Additionally, the brief supports the General Conduct Rule as a necessary tool to ensure that the Internet remains open and neutral. The General Conduct Rule protects against future harms, including those made possible by technological innovations and advances. The brief that the General Conduct Rule is supported under Title II reclassification as well as the FCC’s Section 706 authority. The brief notes that the factors set forth by the FCC’s General Conduct Rule are sufficient to provide notice as to what conduct is not permitted.
The full brief is available for download here.
On June 22, 2015, ARL joined an amicus brief of the Computer & Communications Industry Association, the American Library Association, the Association of College and Research Libraries and the Electronic Frontier Foundation in the case Mavrix Photographs v. LiveJournal, currently pending in the Court of Appeals for the Ninth Circuit, supporting the respondent, LiveJournal.
The case involves a LiveJournal blog, Oh No They Didn’t!, a community blog involving reader submissions about celebrity gossip and pop culture. These submissions include celebrity photos, including sets of photos from Mavrix. Mavrix sued LiveJournal (without first sending any takedown notices) and LiveJournal responded by removing the photos and terminating two users as repeat infringers. In the district court, LiveJournal prevailed under the Digital Millennium Copyright Act (DMCA) safe harbor rules because it did not have actual knowledge of infringement, nor did it have “red flag” knowledge of infringement (that LiveJournal should have known). Mavrix appealed the case to the Ninth Circuit.

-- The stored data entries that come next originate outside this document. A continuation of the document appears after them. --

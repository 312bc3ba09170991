//! Household use-case service.
//!
//! # Responsibility
//! - Turn front-end intents (save task, add item, ...) into repository
//!   writes followed by a full cache reload.
//! - Own the application state cache front-ends render from.
//!
//! # Invariants
//! - Every successful mutation is followed by `AppState::reload`.
//! - A failed write returns before any reload, keeping the cache stale but
//!   consistent.
//! - Shopping completion toggles are the only mutation without a reload.

use crate::model::family::FamilyMember;
use crate::model::journal::JournalEntry;
use crate::model::record::RecordId;
use crate::model::shopping::{ShoppingItem, Store};
use crate::model::snapshot::Snapshot;
use crate::model::task::{Task, TaskType};
use crate::repo::record_repo::{ReadError, RecordRepository, WriteError};
use crate::state::app_state::{AppState, ReloadError};
use chrono::{Local, NaiveDate, NaiveTime};
use log::info;
use std::error::Error;
use std::fmt::{Display, Formatter};

/// Stores created on first run.
pub const DEFAULT_STORES: &[&str] = &["Grocery", "Pharmacy"];

pub type ServiceResult<T> = Result<T, ServiceError>;

/// Service error for household use-cases.
#[derive(Debug)]
pub enum ServiceError {
    /// Required text input was empty after trimming.
    BlankInput(&'static str),
    /// Shopping item targets a store that does not exist.
    StoreNotFound(RecordId),
    Read(ReadError),
    Write(WriteError),
    /// The write landed but the cache could not be refreshed.
    Reload(ReloadError),
}

impl Display for ServiceError {
    fn fmt(&self, f: &mut Formatter<'_>) -> std::fmt::Result {
        match self {
            Self::BlankInput(field) => write!(f, "{field} must not be blank"),
            Self::StoreNotFound(id) => write!(f, "store not found: {id}"),
            Self::Read(err) => write!(f, "{err}"),
            Self::Write(err) => write!(f, "{err}"),
            Self::Reload(err) => write!(f, "{err}"),
        }
    }
}

impl Error for ServiceError {
    fn source(&self) -> Option<&(dyn Error + 'static)> {
        match self {
            Self::Read(err) => Some(err),
            Self::Write(err) => Some(err),
            Self::Reload(err) => Some(err),
            Self::BlankInput(_) | Self::StoreNotFound(_) => None,
        }
    }
}

impl From<ReadError> for ServiceError {
    fn from(value: ReadError) -> Self {
        Self::Read(value)
    }
}

impl From<WriteError> for ServiceError {
    fn from(value: WriteError) -> Self {
        Self::Write(value)
    }
}

impl From<ReloadError> for ServiceError {
    fn from(value: ReloadError) -> Self {
        Self::Reload(value)
    }
}

/// Task form input. `id == None` creates a new task.
#[derive(Debug, Clone, PartialEq, Eq)]
pub struct TaskDraft {
    pub id: Option<RecordId>,
    pub name: String,
    pub kind: TaskType,
    pub assignee: Option<String>,
    pub date: NaiveDate,
    pub time: Option<NaiveTime>,
}

impl TaskDraft {
    pub fn new(name: impl Into<String>, kind: TaskType, date: NaiveDate) -> Self {
        Self {
            id: None,
            name: name.into(),
            kind,
            assignee: None,
            date,
            time: None,
        }
    }
}

/// Journal form input, optionally linking the saved entry to a task.
#[derive(Debug, Clone, Default, PartialEq, Eq)]
pub struct JournalDraft {
    pub id: Option<RecordId>,
    pub title: String,
    pub content: String,
    pub task_id: Option<RecordId>,
}

/// Use-case facade over a repository plus the state cache it feeds.
pub struct HubService<R: RecordRepository> {
    repo: R,
    state: AppState,
}

impl<R: RecordRepository> HubService<R> {
    /// Wraps a repository with an empty cache. Nothing is read yet.
    pub fn new(repo: R) -> Self {
        Self {
            repo,
            state: AppState::new(),
        }
    }

    /// Seeds default data when requested, then loads the cache once.
    pub fn start(repo: R, seed_on_first_run: bool) -> ServiceResult<Self> {
        let mut service = Self::new(repo);
        if seed_on_first_run {
            service.insert_default_stores()?;
        }
        service.reload()?;
        Ok(service)
    }

    pub fn repo(&self) -> &R {
        &self.repo
    }

    pub fn state(&self) -> &AppState {
        &self.state
    }

    pub fn snapshot(&self) -> &Snapshot {
        self.state.snapshot()
    }

    /// Refreshes the cache from storage.
    pub fn reload(&mut self) -> Result<(), ReloadError> {
        self.state.reload(&self.repo)
    }

    /// Inserts [`DEFAULT_STORES`] when every collection is empty, then
    /// reloads.
    ///
    /// Returns whether anything was inserted. Reads storage directly, so it
    /// is safe to call before the first reload.
    pub fn seed_initial_data(&mut self) -> ServiceResult<bool> {
        let seeded = self.insert_default_stores()?;
        if seeded {
            self.reload()?;
        }
        Ok(seeded)
    }

    fn insert_default_stores(&self) -> ServiceResult<bool> {
        if !self.repo.load_snapshot()?.is_empty() {
            return Ok(false);
        }

        for name in DEFAULT_STORES {
            self.repo.add(&Store::new(*name))?;
        }
        info!(
            "event=seed module=service status=ok stores={}",
            DEFAULT_STORES.len()
        );
        Ok(true)
    }

    /// Creates or overwrites a task from form input.
    ///
    /// Editing keeps the task's existing journal link.
    pub fn save_task(&mut self, draft: TaskDraft) -> ServiceResult<RecordId> {
        let journal_entry_id = match draft.id {
            Some(id) => self
                .repo
                .get::<Task>(id)?
                .and_then(|existing| existing.journal_entry_id),
            None => None,
        };

        let task = Task {
            id: draft.id,
            name: draft.name,
            kind: draft.kind,
            assignee: draft
                .assignee
                .map(|name| name.trim().to_string())
                .filter(|name| !name.is_empty()),
            date: draft.date,
            time: draft.time,
            journal_entry_id,
        };
        let id = self.repo.put(&task)?;
        info!("event=task_save module=service status=ok id={id}");

        self.reload()?;
        Ok(id)
    }

    pub fn add_family_member(
        &mut self,
        name: &str,
        birthday: Option<NaiveDate>,
    ) -> ServiceResult<RecordId> {
        let name = non_blank(name, "member name")?;
        let id = self.repo.add(&FamilyMember::new(name, birthday))?;
        info!("event=member_add module=service status=ok id={id}");

        self.reload()?;
        Ok(id)
    }

    /// Returns the id of the store named `name` (case-insensitive), adding
    /// the store first when the cache has none by that name.
    pub fn open_or_create_store(&mut self, name: &str) -> ServiceResult<RecordId> {
        let name = non_blank(name, "store name")?;
        if let Some(id) = self.snapshot().store_named(name).and_then(|store| store.id) {
            return Ok(id);
        }

        let id = self.repo.add(&Store::new(name))?;
        info!("event=store_add module=service status=ok id={id}");

        self.reload()?;
        Ok(id)
    }

    /// Adds a not-yet-completed item to an existing store's list.
    pub fn add_shopping_item(&mut self, store_id: RecordId, name: &str) -> ServiceResult<RecordId> {
        let name = non_blank(name, "item name")?;
        if self.repo.get::<Store>(store_id)?.is_none() {
            return Err(ServiceError::StoreNotFound(store_id));
        }

        let id = self.repo.add(&ShoppingItem::new(store_id, name))?;
        info!("event=item_add module=service status=ok id={id} store_id={store_id}");

        self.reload()?;
        Ok(id)
    }

    /// Saves a journal entry dated today. See [`HubService::save_journal_entry_on`].
    pub fn save_journal_entry(&mut self, draft: JournalDraft) -> ServiceResult<RecordId> {
        self.save_journal_entry_on(draft, Local::now().date_naive())
    }

    /// Saves a journal entry stamped with `today`, overwriting any previous
    /// date. When `draft.task_id` names an existing task, that task is
    /// re-saved pointing at the entry; a missing task is skipped.
    pub fn save_journal_entry_on(
        &mut self,
        draft: JournalDraft,
        today: NaiveDate,
    ) -> ServiceResult<RecordId> {
        let mut entry = JournalEntry::new(today, draft.title, draft.content);
        entry.id = draft.id;
        let journal_id = self.repo.put(&entry)?;
        info!("event=journal_save module=service status=ok id={journal_id}");

        if let Some(task_id) = draft.task_id {
            if let Some(mut task) = self.repo.get::<Task>(task_id)? {
                task.journal_entry_id = Some(journal_id);
                self.repo.put(&task)?;
                info!(
                    "event=task_link module=service status=ok id={task_id} journal_id={journal_id}"
                );
            }
        }

        self.reload()?;
        Ok(journal_id)
    }

    /// Flips a shopping item's completion flag in the cache and persists it,
    /// without reloading. Returns `false` when the item is not cached.
    pub fn toggle_shopping_item(&mut self, id: RecordId, completed: bool) -> ServiceResult<bool> {
        Ok(self.state.toggle_shopping_item(&self.repo, id, completed)?)
    }
}

fn non_blank<'a>(value: &'a str, field: &'static str) -> ServiceResult<&'a str> {
    let trimmed = value.trim();
    if trimmed.is_empty() {
        return Err(ServiceError::BlankInput(field));
    }
    Ok(trimmed)
}
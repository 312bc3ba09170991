//! Logging bootstrap and safety policy.
//!
//! # Responsibility
//! - Initialize rolling file logs at most once per process.
//! - Capture panics as sanitized, length-capped log events.
//!
//! # Invariants
//! - Initialization never panics.
//! - Re-initialization with the same level and directory is a no-op; any
//!   other combination is rejected.
//! - Log events carry metadata only (ids, counts, durations), never record
//!   text such as names or journal content.

use flexi_logger::{Cleanup, Criterion, FileSpec, Logger, LoggerHandle, Naming, WriteMode};
use log::{error, info};
use once_cell::sync::OnceCell;
use std::error::Error;
use std::fmt::{Display, Formatter};
use std::path::{Path, PathBuf};

const LOG_FILE_BASENAME: &str = "homehub";
const MAX_LOG_FILE_SIZE_BYTES: u64 = 5 * 1024 * 1024;
const MAX_LOG_FILES: usize = 3;
const MAX_PANIC_PAYLOAD_CHARS: usize = 160;

static LOGGING_STATE: OnceCell<LoggingState> = OnceCell::new();
static PANIC_HOOK_INSTALLED: OnceCell<()> = OnceCell::new();

struct LoggingState {
    level: &'static str,
    log_dir: PathBuf,
    _logger: LoggerHandle,
}

/// Logging setup failure.
#[derive(Debug)]
pub enum LoggingError {
    UnsupportedLevel(String),
    InvalidDirectory(String),
    CreateDirectory {
        path: PathBuf,
        source: std::io::Error,
    },
    Backend(String),
    /// Logging is already running with a different level or directory.
    Conflict {
        active_level: &'static str,
        active_dir: PathBuf,
    },
}

impl Display for LoggingError {
    fn fmt(&self, f: &mut Formatter<'_>) -> std::fmt::Result {
        match self {
            Self::UnsupportedLevel(level) => write!(
                f,
                "unsupported log level `{level}`; expected trace|debug|info|warn|error"
            ),
            Self::InvalidDirectory(message) => write!(f, "invalid log directory: {message}"),
            Self::CreateDirectory { path, source } => write!(
                f,
                "failed to create log directory `{}`: {source}",
                path.display()
            ),
            Self::Backend(message) => write!(f, "failed to start logger: {message}"),
            Self::Conflict {
                active_level,
                active_dir,
            } => write!(
                f,
                "logging already initialized with level `{active_level}` at `{}`",
                active_dir.display()
            ),
        }
    }
}

impl Error for LoggingError {
    fn source(&self) -> Option<&(dyn Error + 'static)> {
        match self {
            Self::CreateDirectory { source, .. } => Some(source),
            _ => None,
        }
    }
}

/// Starts file logging at `level` under the absolute directory `log_dir`.
///
/// # Errors
/// - `UnsupportedLevel` / `InvalidDirectory` for bad input.
/// - `CreateDirectory` / `Backend` when the logger cannot start.
/// - `Conflict` when already running with another level or directory.
pub fn init_logging(level: &str, log_dir: impl AsRef<Path>) -> Result<(), LoggingError> {
    let level = normalize_level(level)?;
    let log_dir = normalize_log_dir(log_dir.as_ref())?;

    let state = LOGGING_STATE.get_or_try_init(|| start_logger(level, &log_dir))?;
    if state.level != level || state.log_dir != log_dir {
        return Err(LoggingError::Conflict {
            active_level: state.level,
            active_dir: state.log_dir.clone(),
        });
    }

    Ok(())
}

/// Returns `(level, log_dir)` when logging is active.
pub fn logging_status() -> Option<(&'static str, PathBuf)> {
    LOGGING_STATE
        .get()
        .map(|state| (state.level, state.log_dir.clone()))
}

/// `debug` for debug builds, `info` for release builds.
pub fn default_log_level() -> &'static str {
    if cfg!(debug_assertions) {
        "debug"
    } else {
        "info"
    }
}

fn start_logger(level: &'static str, log_dir: &Path) -> Result<LoggingState, LoggingError> {
    std::fs::create_dir_all(log_dir).map_err(|source| LoggingError::CreateDirectory {
        path: log_dir.to_path_buf(),
        source,
    })?;

    let logger = Logger::try_with_str(level)
        .map_err(|err| LoggingError::Backend(err.to_string()))?
        .log_to_file(FileSpec::default().directory(log_dir).basename(LOG_FILE_BASENAME))
        .rotate(
            Criterion::Size(MAX_LOG_FILE_SIZE_BYTES),
            Naming::Numbers,
            Cleanup::KeepLogFiles(MAX_LOG_FILES),
        )
        .write_mode(WriteMode::BufferAndFlush)
        .append()
        .format_for_files(flexi_logger::detailed_format)
        .start()
        .map_err(|err| LoggingError::Backend(err.to_string()))?;

    install_panic_hook_once();
    info!(
        "event=app_start module=core status=ok platform={} version={} level={level}",
        std::env::consts::OS,
        env!("CARGO_PKG_VERSION")
    );

    Ok(LoggingState {
        level,
        log_dir: log_dir.to_path_buf(),
        _logger: logger,
    })
}

fn normalize_level(level: &str) -> Result<&'static str, LoggingError> {
    match level.trim().to_ascii_lowercase().as_str() {
        "trace" => Ok("trace"),
        "debug" => Ok("debug"),
        "info" => Ok("info"),
        "warn" | "warning" => Ok("warn"),
        "error" => Ok("error"),
        other => Err(LoggingError::UnsupportedLevel(other.to_string())),
    }
}

fn normalize_log_dir(log_dir: &Path) -> Result<PathBuf, LoggingError> {
    if log_dir.as_os_str().is_empty() {
        return Err(LoggingError::InvalidDirectory("path is empty".to_string()));
    }
    if !log_dir.is_absolute() {
        return Err(LoggingError::InvalidDirectory(format!(
            "`{}` is not absolute",
            log_dir.display()
        )));
    }
    Ok(log_dir.to_path_buf())
}

fn install_panic_hook_once() {
    if PANIC_HOOK_INSTALLED.set(()).is_err() {
        return;
    }

    let previous_hook = std::panic::take_hook();
    std::panic::set_hook(Box::new(move |panic_info| {
        let location = panic_info
            .location()
            .map(|loc| format!("{}:{}", loc.file(), loc.line()))
            .unwrap_or_else(|| "unknown".to_string());
        let payload = if let Some(message) = panic_info.payload().downcast_ref::<&str>() {
            sanitize_message(message, MAX_PANIC_PAYLOAD_CHARS)
        } else if let Some(message) = panic_info.payload().downcast_ref::<String>() {
            sanitize_message(message, MAX_PANIC_PAYLOAD_CHARS)
        } else {
            "non-string panic payload".to_string()
        };
        error!("event=panic_captured module=core status=error location={location} payload={payload}");
        previous_hook(panic_info);
    }));
}

fn sanitize_message(value: &str, max_chars: usize) -> String {
    let normalized = value.replace(['\n', '\r'], " ");
    let mut truncated: String = normalized.chars().take(max_chars).collect();
    if normalized.chars().count() > max_chars {
        truncated.push_str("...");
    }
    truncated
}
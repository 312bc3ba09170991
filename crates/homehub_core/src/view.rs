//! View and modal routing.
//!
//! # Responsibility
//! - Name the closed set of screens and dialogs front-ends render.
//! - Parse the external route names and carry their parameters.
//! - Track which view is current and which modal is open.
//!
//! # Invariants
//! - Every route is an enum variant; a route without a handler is a compile
//!   error in any exhaustive `match`, never a silent no-op.
//! - `ListDetail` always carries the store it shows.

use crate::model::record::RecordId;
use std::error::Error;
use std::fmt::{Display, Formatter};

/// Route names that could not be resolved.
#[derive(Debug, Clone, PartialEq, Eq)]
pub enum RouteError {
    UnknownView(String),
    UnknownModal(String),
    /// `list-detail` requested without a store id.
    MissingStoreId,
}

impl Display for RouteError {
    fn fmt(&self, f: &mut Formatter<'_>) -> std::fmt::Result {
        match self {
            Self::UnknownView(name) => write!(f, "unknown view `{name}`"),
            Self::UnknownModal(name) => write!(f, "unknown modal `{name}`"),
            Self::MissingStoreId => write!(f, "list-detail view requires a store id"),
        }
    }
}

impl Error for RouteError {}

/// Top-level screens.
#[derive(Debug, Clone, Copy, Default, PartialEq, Eq)]
pub enum View {
    #[default]
    Dashboard,
    Shopping,
    ListDetail {
        store_id: RecordId,
    },
    Calendar,
    Journal,
}

impl View {
    pub fn name(self) -> &'static str {
        match self {
            Self::Dashboard => "dashboard",
            Self::Shopping => "shopping",
            Self::ListDetail { .. } => "list-detail",
            Self::Calendar => "calendar",
            Self::Journal => "journal",
        }
    }

    /// Resolves an external view name. `store_id` is only read for
    /// `list-detail`.
    pub fn parse(name: &str, store_id: Option<RecordId>) -> Result<Self, RouteError> {
        match name {
            "dashboard" => Ok(Self::Dashboard),
            "shopping" => Ok(Self::Shopping),
            "list-detail" => store_id
                .map(|store_id| Self::ListDetail { store_id })
                .ok_or(RouteError::MissingStoreId),
            "calendar" => Ok(Self::Calendar),
            "journal" => Ok(Self::Journal),
            other => Err(RouteError::UnknownView(other.to_string())),
        }
    }

    /// Modal opened by the floating action button, if the view shows one.
    pub fn action_modal(self) -> Option<Modal> {
        match self {
            Self::Dashboard | Self::Calendar => Some(Modal::AddItem { task_id: None }),
            Self::Journal => Some(Modal::JournalEntry {
                task_id: None,
                journal_id: None,
            }),
            Self::Shopping | Self::ListDetail { .. } => None,
        }
    }
}

/// Dialogs layered over the current view.
#[derive(Debug, Clone, Copy, PartialEq, Eq)]
pub enum Modal {
    Settings,
    /// New task when `task_id` is `None`, edit otherwise.
    AddItem {
        task_id: Option<RecordId>,
    },
    /// Journal editor, optionally linked to a task and/or editing an entry.
    JournalEntry {
        task_id: Option<RecordId>,
        journal_id: Option<RecordId>,
    },
}

impl Modal {
    /// External element id of the modal.
    pub fn id(self) -> &'static str {
        match self {
            Self::Settings => "settings-modal",
            Self::AddItem { .. } => "add-item-modal",
            Self::JournalEntry { .. } => "journal-entry-modal",
        }
    }

    pub fn parse(
        id: &str,
        task_id: Option<RecordId>,
        journal_id: Option<RecordId>,
    ) -> Result<Self, RouteError> {
        match id {
            "settings-modal" => Ok(Self::Settings),
            "add-item-modal" => Ok(Self::AddItem { task_id }),
            "journal-entry-modal" => Ok(Self::JournalEntry {
                task_id,
                journal_id,
            }),
            other => Err(RouteError::UnknownModal(other.to_string())),
        }
    }
}

/// Current view plus the modal open above it.
#[derive(Debug, Clone, Default, PartialEq, Eq)]
pub struct Navigation {
    current: View,
    modal: Option<Modal>,
}

impl Navigation {
    pub fn new() -> Self {
        Self::default()
    }

    pub fn current(&self) -> View {
        self.current
    }

    pub fn modal(&self) -> Option<Modal> {
        self.modal
    }

    /// Switches view; an open modal stays open.
    pub fn switch_to(&mut self, view: View) {
        self.current = view;
    }

    pub fn open(&mut self, modal: Modal) {
        self.modal = Some(modal);
    }

    /// Closes `modal` if it is the one open. Closing another is a no-op.
    pub fn close(&mut self, modal_id: &str) {
        if self.modal.map(Modal::id) == Some(modal_id) {
            self.modal = None;
        }
    }

    /// Opens whatever the current view's action button opens.
    pub fn trigger_action(&mut self) -> Option<Modal> {
        let modal = self.current.action_modal()?;
        self.open(modal);
        Some(modal)
    }
}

The amicus brief points out the importance of the DMCA safe harbors for the amici parties, including for libraries specifically:
The DMCA safe harbors have also been extremely helpful to the library amici in fulfilling their mission of providing their users with access to information. Libraries act as “service providers” within the meaning of 17 U.S.C. 512(k)(1)(A). Libraries are the only source for real Internet connectivity and Internet-ready computer terminals for many Americans . . . The Section 512(a) safe harbor for “mere conduits” has enabled libraries to provide Internet access without the specter of liability for onerous copyright damages because of infringing user activity.
Libraries also operate websites that host user-generated content and prepare directories that link users to other websites. The safe harbors in Section 512(c) and (d) shelter libraries from liability for infringing activity by third parties. Any new restrictions on the availability of the DMCA safe harbors could have an adverse effect on the ability of libraries to deliver a critical service to underserved and other user communities.
The brief points out that that while service providers do not have an obligation to look through user-submitted content for infringements, the DMCA also does not discourage monitoring. Many service providers review content for illegal or objectionable material that violates the terms of service agreements. Such moderation does not result in the loss of safe harbor under Section 512(c) which addresses safe harbors for “Information Residing on Systems or Networks At Direction of Users.”
The brief also notes that, absent actual knowledge of infringement, “red flag” knowledge is a high bar. It notes that just because a user submits content, such as a photograph, that exists elsewhere online does not constitute a “red flag” that the content is infringing. Additionally, “Holding online service providers unexpectedly liable for the acts of their users, in contrast to the legal clarity Congress deliberately and presciently provided in Section 512, would be deleterious not only to Internet commerce, but also to free speech online.” The full brief is available for download here.